Podemos discutir sobre la validez de una encuesta de intención de voto en Cataluña realizada entre 800 personas. Podemos hacerlo sobre la dudosa neutralidad de una encuesta elaborada por un organismo de esa misma Generalitat que no respeta al TC. Pero no deberíamos discutir sobre el peligro de una maquinaria de intoxicación pagada por todos los españoles y destinada por los nacionalistas a la manipulación educativa, social y mediática. Porque sólo en el caso de que hubiesen sido extremadamente inútiles quienes han dispuesto y disponen de esa maquinaria podríamos aceptar que su impacto fuese nulo en el electorado. Y no es el caso.
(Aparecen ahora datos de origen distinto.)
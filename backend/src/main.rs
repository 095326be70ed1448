//! Hotel backend entry-point: loads settings, prepares storage and serves
//! the REST API.

mod server;

use actix_web::cookie::SameSite;
use actix_web::web;
use ortho_config::OrthoConfig;
use tracing::{info, warn};
use tracing_subscriber::{EnvFilter, fmt};

use hotel_backend::inbound::http::health::HealthState;
use hotel_backend::inbound::http::session_config::{BuildMode, load_session_key};
use hotel_backend::inbound::http::state::HttpState;
use server::{ServerConfig, ServerSettings, build_http_ports, create_server};

/// Application bootstrap.
#[actix_web::main]
async fn main() -> std::io::Result<()> {
    if let Err(e) = fmt()
        .with_env_filter(EnvFilter::from_default_env())
        .json()
        .try_init()
    {
        warn!(error = %e, "tracing init failed");
    }

    let settings = ServerSettings::load().map_err(|err| std::io::Error::other(err.to_string()))?;
    let key = load_session_key(
        settings.session_key_file.as_deref(),
        settings.session_allow_ephemeral,
        BuildMode::from_debug_assertions(),
    )
    .map_err(std::io::Error::other)?;

    let health_state = web::Data::new(HealthState::new());
    let http_state = HttpState::new(build_http_ports(&settings).await?);
    let bind_addr = settings.bind_addr();
    let config = ServerConfig::new(key, settings.cookie_secure, SameSite::Lax, bind_addr);

    let server = create_server(health_state.clone(), http_state, config)?;
    health_state.mark_ready();
    info!(%bind_addr, "hotel backend listening");
    server.await
}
Son ya más de 30 años los que han disfrutado los nacionalistas para remodelar a su antojo el entorno cultural de las regiones que gobiernan. Tres décadas en las que ni una vez ha intervenido la Alta Inspección del Estado para corregir las violaciones educativas. Seis lustros en los que, a cada violación, se ha respondido con una nueva cesión de fondos y competencias y, por supuesto, con frenos a la persecución de los implicados en casos de corrupción. Un periodo en el que los nacionalistas no han escatimado esfuerzos en erradicar los lazos con España, mientras los gobiernos centrales, por el contrario, han preferido mirar al infinito en busca de alianzas electorales con los mal denominados nacionalismos moderados.
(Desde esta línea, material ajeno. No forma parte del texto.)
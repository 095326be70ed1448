//! Driven port for user credential storage.
use async_trait::async_trait;

use crate::domain::User;

use super::define_port_error;

define_port_error! {
    /// Errors raised by user repository adapters.
    pub enum UserRepositoryError {
        /// The store could not be reached.
        Connection { message: String } => "user repository connection failed: {message}",
        /// A query, mutation or row conversion failed.
        Query { message: String } => "user repository query failed: {message}",
    }
}

#[cfg_attr(test, mockall::automock)]
#[async_trait]
pub trait UserRepository: Send + Sync {
    /// Insert a user or replace the stored password hash for that username.
    async fn upsert(&self, user: &User) -> Result<(), UserRepositoryError>;

    async fn find_by_username(&self, username: &str) -> Result<Option<User>, UserRepositoryError>;
}
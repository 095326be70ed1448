//! `define_port_error!`: declares a port error enum with snake_case
//! constructors.
//!
//! Each variant carries named fields and a display format. The macro emits a
//! `thiserror` enum plus one constructor per variant whose arguments accept
//! `impl Into<FieldType>`, so adapters can write
//! `HotelRepositoryError::connection(err.to_string())`.

macro_rules! define_port_error {
    (@ctor $variant:ident ($($params:tt)*) ($($inits:tt)*)) => {
        ::paste::paste! {
            pub fn [<$variant:snake>]($($params)*) -> Self {
                Self::$variant { $($inits)* }
            }
        }
    };
    (@ctor $variant:ident ($($params:tt)*) ($($inits:tt)*) $field:ident : $ty:ty $(, $($rest:tt)*)?) => {
        define_port_error!(
            @ctor $variant
            ($($params)* $field: impl Into<$ty>,)
            ($($inits)* $field: $field.into(),)
            $($($rest)*)?
        );
    };
    (
        $(#[$outer:meta])*
        pub enum $name:ident {
            $(
                $(#[$variant_meta:meta])*
                $variant:ident { $($field:ident : $ty:ty),* $(,)? } => $message:expr
            ),* $(,)?
        }
    ) => {
        $(#[$outer])*
        #[derive(Debug, Clone, PartialEq, Eq, thiserror::Error)]
        pub enum $name {
            $(
                $(#[$variant_meta])*
                #[error($message)]
                $variant { $($field: $ty),* },
            )*
        }

        impl $name {
            $(
                define_port_error!(@ctor $variant () () $($field: $ty),*);
            )*
        }
    };
}

pub(crate) use define_port_error;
Y hoy, esa estrategia de adulteración social, histórica y mediática muestra sus frutos. ERC se convertirá, según todas las encuestas, en la clara vencedora de los próximos comicios autonómicos –un partido que no llegaba a un tercio de los votos de CiU en 1980–. CiU deberá afrontar una elección: o ser la triste comparsa de ERC, o dejar de ser nada tras traicionar primero a sus votantes no independentistas y después a los independentistas. El PSC quedará como un partido bajo permanente amenaza de radicalización al disputarse el voto con Podemos. Ciudadanos se convertirá en la referencia del constitucionalismo. Y el PP pasará a ser un jugador sin oportunidades, culpado de la falta de reacción inmediata de su Ejecutivo nacional.
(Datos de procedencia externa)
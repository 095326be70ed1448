//! PostgreSQL-backed [`HotelRepository`] using Diesel.

use async_trait::async_trait;
use diesel::pg::Pg;
use diesel::prelude::*;
use diesel::sql_types::Bool;
use diesel_async::RunQueryDsl;
use uuid::Uuid;

use crate::domain::ports::{HotelRepository, HotelRepositoryError};
use crate::domain::{Hotel, HotelDraft, HotelId};

use super::diesel_error_mapping::map_diesel_error;
use super::models::{HotelChangeset, HotelRow, NewHotelRow};
use super::pool::{DbPool, PoolError};
use super::schema::hotels;

type HotelPredicate = Box<dyn BoxableExpression<hotels::table, Pg, SqlType = Bool>>;

/// Diesel adapter for the hotel catalogue.
///
/// Identifiers are UUID v4 strings generated here on insert.
#[derive(Clone)]
pub struct DieselHotelRepository {
    pool: DbPool,
}

impl DieselHotelRepository {
    pub fn new(pool: DbPool) -> Self {
        Self { pool }
    }

    async fn load_where(
        &self,
        predicate: HotelPredicate,
    ) -> Result<Vec<Hotel>, HotelRepositoryError> {
        let mut conn = self.pool.get().await.map_err(map_pool_error)?;
        let rows: Vec<HotelRow> = hotels::table
            .into_boxed()
            .filter(predicate)
            .order(hotels::name.asc())
            .select(HotelRow::as_select())
            .load(&mut conn)
            .await
            .map_err(diesel_error)?;
        rows.into_iter().map(row_to_hotel).collect()
    }
}

fn map_pool_error(error: PoolError) -> HotelRepositoryError {
    HotelRepositoryError::connection(error.into_message())
}

fn diesel_error(error: diesel::result::Error) -> HotelRepositoryError {
    map_diesel_error(
        error,
        HotelRepositoryError::query,
        HotelRepositoryError::connection,
    )
}

fn row_to_hotel(row: HotelRow) -> Result<Hotel, HotelRepositoryError> {
    let HotelRow {
        id,
        name,
        rating,
        location,
        price_per_night,
        stars,
    } = row;
    HotelDraft::new(name, rating, location, price_per_night, stars)
        .map(|draft| draft.with_id(HotelId::new(id)))
        .map_err(|err| HotelRepositoryError::query(format!("invalid hotel row: {err}")))
}

/// `%fragment%` with LIKE metacharacters escaped under the default `\`
/// escape character.
fn contains_pattern(fragment: &str) -> String {
    let mut pattern = String::with_capacity(fragment.len() + 2);
    pattern.push('%');
    for ch in fragment.chars() {
        if matches!(ch, '\\' | '%' | '_') {
            pattern.push('\\');
        }
        pattern.push(ch);
    }
    pattern.push('%');
    pattern
}

#[async_trait]
impl HotelRepository for DieselHotelRepository {
    async fn list(&self) -> Result<Vec<Hotel>, HotelRepositoryError> {
        let mut conn = self.pool.get().await.map_err(map_pool_error)?;
        let rows: Vec<HotelRow> = hotels::table
            .order(hotels::name.asc())
            .select(HotelRow::as_select())
            .load(&mut conn)
            .await
            .map_err(diesel_error)?;
        rows.into_iter().map(row_to_hotel).collect()
    }

    async fn find_by_id(&self, id: &HotelId) -> Result<Option<Hotel>, HotelRepositoryError> {
        let mut conn = self.pool.get().await.map_err(map_pool_error)?;
        hotels::table
            .find(id.as_str())
            .select(HotelRow::as_select())
            .first(&mut conn)
            .await
            .optional()
            .map_err(diesel_error)?
            .map(row_to_hotel)
            .transpose()
    }

    async fn insert(&self, draft: &HotelDraft) -> Result<Hotel, HotelRepositoryError> {
        let id = Uuid::new_v4().to_string();
        let new_row = NewHotelRow {
            id: id.as_str(),
            name: draft.name(),
            rating: draft.rating(),
            location: draft.location(),
            price_per_night: draft.price_per_night(),
            stars: draft.stars(),
        };
        let mut conn = self.pool.get().await.map_err(map_pool_error)?;
        let row = diesel::insert_into(hotels::table)
            .values(&new_row)
            .returning(HotelRow::as_returning())
            .get_result(&mut conn)
            .await
            .map_err(diesel_error)?;
        row_to_hotel(row)
    }

    async fn replace(
        &self,
        id: &HotelId,
        draft: &HotelDraft,
    ) -> Result<Option<Hotel>, HotelRepositoryError> {
        let changes = HotelChangeset {
            name: draft.name(),
            rating: draft.rating(),
            location: draft.location(),
            price_per_night: draft.price_per_night(),
            stars: draft.stars(),
        };
        let mut conn = self.pool.get().await.map_err(map_pool_error)?;
        diesel::update(hotels::table.find(id.as_str()))
            .set(&changes)
            .returning(HotelRow::as_returning())
            .get_result(&mut conn)
            .await
            .optional()
            .map_err(diesel_error)?
            .map(row_to_hotel)
            .transpose()
    }

    async fn delete(&self, id: &HotelId) -> Result<bool, HotelRepositoryError> {
        let mut conn = self.pool.get().await.map_err(map_pool_error)?;
        let deleted = diesel::delete(hotels::table.find(id.as_str()))
            .execute(&mut conn)
            .await
            .map_err(diesel_error)?;
        Ok(deleted > 0)
    }

    async fn rating_equal_to(&self, rating: f64) -> Result<Vec<Hotel>, HotelRepositoryError> {
        self.load_where(Box::new(hotels::rating.eq(rating))).await
    }

    async fn rating_above(&self, rating: f64) -> Result<Vec<Hotel>, HotelRepositoryError> {
        self.load_where(Box::new(hotels::rating.gt(rating))).await
    }

    async fn rating_below(&self, rating: f64) -> Result<Vec<Hotel>, HotelRepositoryError> {
        self.load_where(Box::new(hotels::rating.lt(rating))).await
    }

    async fn price_equal_to(&self, price: i32) -> Result<Vec<Hotel>, HotelRepositoryError> {
        self.load_where(Box::new(hotels::price_per_night.eq(price))).await
    }

    async fn price_above(&self, price: i32) -> Result<Vec<Hotel>, HotelRepositoryError> {
        self.load_where(Box::new(hotels::price_per_night.gt(price))).await
    }

    async fn price_below(&self, price: i32) -> Result<Vec<Hotel>, HotelRepositoryError> {
        self.load_where(Box::new(hotels::price_per_night.lt(price))).await
    }

    async fn find_by_name(&self, name: &str) -> Result<Option<Hotel>, HotelRepositoryError> {
        let mut conn = self.pool.get().await.map_err(map_pool_error)?;
        hotels::table
            .filter(hotels::name.eq(name))
            .order(hotels::id.asc())
            .select(HotelRow::as_select())
            .first(&mut conn)
            .await
            .optional()
            .map_err(diesel_error)?
            .map(row_to_hotel)
            .transpose()
    }

    async fn location_contains(
        &self,
        fragment: &str,
    ) -> Result<Vec<Hotel>, HotelRepositoryError> {
        self.load_where(Box::new(hotels::location.ilike(contains_pattern(fragment))))
            .await
    }

    async fn stars_at_least(&self, stars: i32) -> Result<Vec<Hotel>, HotelRepositoryError> {
        self.load_where(Box::new(hotels::stars.ge(stars))).await
    }
}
Un panorama tenebroso que no sólo confirma la encuesta del CEO de la Generalitat, sino que coincide en líneas generales con la mayoría de encuestas publicadas.

Porque no es Cataluña la que ostenta una singularidad. Es España. La singularidad de no haber impuesto el Estado de Derecho en cada rincón. Un error en el que no ha caído ninguno de los países de nuestro entorno y que es la única explicación al auge del separatismo.